En los diversos niveles de la población hay cada vez más impaciencia y más reclamos en referencia al desempeño del sistema de partidos y a los resultados de la gestión pública. Esto es positivo en cuanto constituye una presión insoslayable para que las cosas vayan en rutas de ordenamiento y en ámbitos de transparencia; pero también hay que ponerle cuidado a los riesgos que pueden sobrevenir si se entra en una fase desestructuradora del sistema partidario que, pese a todos sus defectos, se ha mantenido en pie dándole estabilidad básica al esquema de vida que resultó de la solución política de la guerra.

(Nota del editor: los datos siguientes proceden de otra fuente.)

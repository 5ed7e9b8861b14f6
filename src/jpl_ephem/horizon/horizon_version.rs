//! DE solutions distributed as legacy binaries under JPL's `eph/planets/Linux/` tree.
//!
//! A [`JPLHorizonVersion`] maps a solution label (`DE440`) to the relative path of its legacy
//! binary (`de440/linux_p1550p2650.440`). The bare file name is what [`KernelProbe`](crate::probe::KernelProbe)
//! looks for in the ephemeris directory, the full fragment is what the downloader appends
//! to the server root.
//!
//! ```rust
//! use std::str::FromStr;
//! use senkron::jpl_ephem::horizon::horizon_version::JPLHorizonVersion;
//!
//! let v = JPLHorizonVersion::from_str("DE440").unwrap();
//! assert_eq!(v.get_filename(), "de440/linux_p1550p2650.440");
//! assert_eq!(v.legacy_file_name(), "linux_p1550p2650.440");
//! ```
use std::{fmt, str::FromStr};

use crate::ephem_errors::EphemError;

#[derive(Debug, Clone, Copy, PartialEq, Eq, PartialOrd, Ord)]
pub enum JPLHorizonVersion {
    DE405,
    DE406,
    DE421,
    DE422,
    DE430,
    DE430t,
    DE431,
    DE440,
    DE440t,
    DE441,
}

const ALL_VERSIONS: [JPLHorizonVersion; 10] = [
    JPLHorizonVersion::DE405,
    JPLHorizonVersion::DE406,
    JPLHorizonVersion::DE421,
    JPLHorizonVersion::DE422,
    JPLHorizonVersion::DE430,
    JPLHorizonVersion::DE430t,
    JPLHorizonVersion::DE431,
    JPLHorizonVersion::DE440,
    JPLHorizonVersion::DE440t,
    JPLHorizonVersion::DE441,
];

impl JPLHorizonVersion {
    /// Relative path of the legacy binary under the server's `Linux/` directory.
    pub fn get_filename(&self) -> &'static str {
        match self {
            JPLHorizonVersion::DE405 => "de405/lnxp1600p2200.405",
            JPLHorizonVersion::DE406 => "de406/lnxm3000p3000.406",
            JPLHorizonVersion::DE421 => "de421/lnxp1900p2053.421",
            JPLHorizonVersion::DE422 => "de422/lnxm3000p3000.422",
            JPLHorizonVersion::DE430 => "de430/linux_p1550p2650.430",
            JPLHorizonVersion::DE430t => "de430t/linux_p1550p2650.430t",
            JPLHorizonVersion::DE431 => "de431/lnxm13000p17000.431",
            JPLHorizonVersion::DE440 => "de440/linux_p1550p2650.440",
            JPLHorizonVersion::DE440t => "de440t/linux_p1550p2650.440t",
            JPLHorizonVersion::DE441 => "de441/linux_m13000p17000.441",
        }
    }

    /// File name of the legacy binary, without its version directory.
    pub fn legacy_file_name(&self) -> &'static str {
        let fragment = self.get_filename();
        fragment
            .split_once('/')
            .map(|(_, name)| name)
            .unwrap_or(fragment)
    }

    /// Recover the version from a legacy file name such as `lnxp1900p2053.421`.
    pub fn from_legacy_file_name(file_name: &str) -> Option<Self> {
        ALL_VERSIONS
            .iter()
            .find(|v| v.legacy_file_name() == file_name)
            .copied()
    }

    pub fn label(&self) -> &'static str {
        match self {
            JPLHorizonVersion::DE405 => "DE405",
            JPLHorizonVersion::DE406 => "DE406",
            JPLHorizonVersion::DE421 => "DE421",
            JPLHorizonVersion::DE422 => "DE422",
            JPLHorizonVersion::DE430 => "DE430",
            JPLHorizonVersion::DE430t => "DE430t",
            JPLHorizonVersion::DE431 => "DE431",
            JPLHorizonVersion::DE440 => "DE440",
            JPLHorizonVersion::DE440t => "DE440t",
            JPLHorizonVersion::DE441 => "DE441",
        }
    }
}

impl fmt::Display for JPLHorizonVersion {
    fn fmt(&self, f: &mut fmt::Formatter<'_>) -> fmt::Result {
        f.pad(self.label())
    }
}

impl FromStr for JPLHorizonVersion {
    type Err = EphemError;

    fn from_str(s: &str) -> Result<Self, Self::Err> {
        ALL_VERSIONS
            .iter()
            .find(|v| v.label().eq_ignore_ascii_case(s.trim()))
            .copied()
            .ok_or_else(|| EphemError::InvalidJPLEphemFileVersion(s.to_string()))
    }
}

Hay que insistir hasta el cansancio en el imperativo de que los partidos políticos tomen conciencia y acción de su propia responsabilidad reconstructora y remodeladora hacia el interior de los mismos, lo cual es vital para que puedan desempeñarse en concordancia con las aspiraciones y los requerimientos de la ciudadanía, que es la depositaria original del poder. Todos tenemos que ser realistas y ponernos constantemente a tono con las exigencias de la realidad; y los partidos políticos, por la función que naturalmente desempeñan, tendrían que dar el ejemplo de ello. Es tiempo de que las fuerzas partidarias, y muy en particular las que vienen siendo tradicionalmente mayoritarias, dejen de estar clavadas en sus respectivos ombligos, y miren en serio hacia el entorno nacional, no sólo dentro del coyunturalismo de las contiendas electorales, sino como práctica permanente de vida.

La participación ciudadana, que va creciendo sin parar, debe ser mucho más que una presencia demandante: tiene que convertirse en una fuente de iniciativas que los partidos tendrían que hacer suyas para que se vuelvan propuestas programables y activables. Si esto no se da, el sistema de partidos es el que entra en fase de peligro, lo cual puede conducirnos a lo imprevisible, que es lo peor que le puede pasar a una sociedad, como se constata en situaciones muy próximas, como es la de Venezuela, luego de que colapsara el sistema de partidos que se movían en la democracia, lo cual ocurrió por irresponsabilidad histórica de esos mismos partidos.

Ahora que estamos ya inmersos en una dinámica electoral con dos fechas decisivas hay que instar, con todo el énfasis necesario, a los partidos en contienda a que superen sus moldes caducos y se decidan a encarar sus responsabilidades fundamentales. La sociedad lo reclama y el proceso lo demanda. Contamos, afortunadamente, con la actitud ciudadana, que hasta hoy nunca se ha decantado por ningún tipo de aventurerismo. Esa sensatez es la que debería ser asumida sin reservas por todas las fuerzas nacionales.